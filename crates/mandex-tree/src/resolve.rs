//! Locator and query resolution.
//!
//! Both resolvers walk the live tree, so the node they return is the tree's own node: the
//! same page reached through a path query, a `section name` query or a locator has the same
//! [`NodeId`].

use mandex_locator::{Locator, Query};
use tracing::{debug, warn};

use crate::{DocumentTree, NodeId, Storage, TreeError};

/// The outcome of resolving a locator.
#[derive(Debug, Clone, PartialEq, Eq)]
pub struct Resolved {
    /// The addressed node.
    pub node: NodeId,
    /// Row of the matched node at each level, starting with the section's row.
    pub rows: Vec<usize>,
}

impl Resolved {
    /// Returns the row of the addressed node within its parent.
    pub fn row(&self) -> usize {
        *self.rows.last().expect("a resolution always includes the section row")
    }
}

impl<S: Storage> DocumentTree<S> {
    /// Resolves a locator to a node.
    ///
    /// Each segment is matched against the children of the previous node by exact title;
    /// the first segment with no match fails the whole resolution.
    pub fn resolve_locator(&mut self, locator: &Locator) -> Result<Resolved, TreeError> {
        let section = locator.section();
        let mut current = self.section(section);
        let mut rows = vec![section.index()];

        for segment in locator.segments() {
            let Some((row, child)) = self.child_named(current, segment)? else {
                return Err(TreeError::SegmentNotFound {
                    segment: segment.clone(),
                    parent: self.locator(current).to_string(),
                });
            };
            rows.push(row);
            current = child;
        }

        Ok(Resolved {
            node: current,
            rows,
        })
    }

    /// Resolves command-line arguments to a page.
    ///
    /// See [`Query::parse`] for the accepted shapes; more than two arguments is rejected
    /// before storage is touched.
    pub fn resolve_args<A: AsRef<str>>(&mut self, args: &[A]) -> Result<NodeId, TreeError> {
        let query = Query::parse(args, self.layout())?;
        self.resolve_query(&query)
    }

    /// Resolves a classified query to a page.
    ///
    /// The result always carries a document. A bare name is looked up in every section in
    /// ascending order and the first match wins. A missing section directory reads as empty;
    /// any other storage failure is logged, and a bare name keeps looking but reports that
    /// failure instead of "not found" when no later section has the page.
    pub fn resolve_query(&mut self, query: &Query) -> Result<NodeId, TreeError> {
        let not_found = || TreeError::PageNotFound {
            query: query.to_string(),
        };

        match query {
            Query::Index => {
                let locator = self.index_page().clone();
                self.resolve_document(&locator)?.ok_or_else(not_found)
            }
            Query::Document(path) => {
                let locator = self.layout().path_to_locator(path)?;
                self.resolve_document(&locator)?.ok_or_else(not_found)
            }
            Query::Name(name) => {
                let sections: Vec<NodeId> = self.sections().collect();
                let mut unreadable = None;
                for section in sections {
                    match self.find_document(section, name) {
                        Ok(Some(page)) => return Ok(page),
                        Ok(None) => {}
                        Err(e) if e.is_missing() => debug!(error = %e, "section directory missing"),
                        Err(e) => {
                            warn!(error = %e, "section unreadable, trying the next one");
                            unreadable.get_or_insert(e);
                        }
                    }
                }
                Err(unreadable.unwrap_or_else(not_found))
            }
            Query::SectionPage { section, name } => {
                let section = self.section(*section);
                match self.find_document(section, name) {
                    Ok(found) => found.ok_or_else(not_found),
                    Err(e) if e.is_missing() => Err(not_found()),
                    Err(e) => {
                        warn!(error = %e, "section unreadable");
                        Err(e)
                    }
                }
            }
        }
    }

    /// Resolves a locator and keeps the result only if it carries a document.
    ///
    /// Missing segments and missing directories read as "no document".
    fn resolve_document(&mut self, locator: &Locator) -> Result<Option<NodeId>, TreeError> {
        match self.resolve_locator(locator) {
            Ok(resolved) if self.node(resolved.node).has_document() => Ok(Some(resolved.node)),
            Ok(_) | Err(TreeError::SegmentNotFound { .. }) => Ok(None),
            Err(e) if e.is_missing() => Ok(None),
            Err(e) => Err(e),
        }
    }

    /// Finds a direct child of `parent` titled `name` that carries a document.
    fn find_document(&mut self, parent: NodeId, name: &str) -> Result<Option<NodeId>, TreeError> {
        Ok(self
            .child_named(parent, name)?
            .map(|(_, child)| child)
            .filter(|child| self.node(*child).has_document()))
    }
}
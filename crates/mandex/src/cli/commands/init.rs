//! Implementation of `mandex init`.

use std::{fs, process::ExitCode};

use mandex_config::{CONFIG_FILENAME, global_config_path, global_template, local_template};
use mandex_highlight::{Highlighter, indent_content};

use crate::cli::{
    args::InitCommand,
    context::CommandContext,
    output::{subheader, success},
};

/// Writes a commented-out `.mandex.toml` template.
pub fn run(ctx: &CommandContext, cmd: &InitCommand) -> ExitCode {
    let cwd = &ctx.cwd;

    let is_home_dir = global_config_path()
        .and_then(|p| p.parent().map(|h| h == cwd))
        .unwrap_or(false);

    let use_global = cmd.global || is_home_dir;

    let config_path = if use_global {
        match global_config_path() {
            Some(path) => path,
            None => {
                eprintln!("error: could not determine home directory");
                return ExitCode::FAILURE;
            }
        }
    } else {
        cwd.join(CONFIG_FILENAME)
    };

    if config_path.exists() && !cmd.force {
        eprintln!(
            "error: configuration file already exists: {}",
            config_path.display()
        );
        eprintln!("use --force to overwrite");
        return ExitCode::FAILURE;
    }

    let template = if use_global {
        global_template()
    } else {
        local_template()
    };

    if let Err(e) = fs::write(&config_path, &template) {
        eprintln!("error: failed to write {}: {e}", config_path.display());
        return ExitCode::FAILURE;
    }

    println!("{}", success(&format!("Created {}", config_path.display())));
    println!();
    println!("{}", subheader("Configuration written:"));
    let highlighted = Highlighter::new().highlight_toml(&template);
    println!("{}", indent_content(&highlighted));

    ExitCode::SUCCESS
}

------------------------------------------------------------

_YOUR TASK:_ Which lines above run from the one containing "reads as empty;" to the one containing "has the page."? Give them again exactly, both ends included.

_OUTPUT FOR THIS TASK:_
    /// ascending order and the first match wins. A missing section directory reads as empty;
    /// any other storage failure is logged, and a bare name keeps looking but reports that
    /// failure instead of "not found" when no later section has the page.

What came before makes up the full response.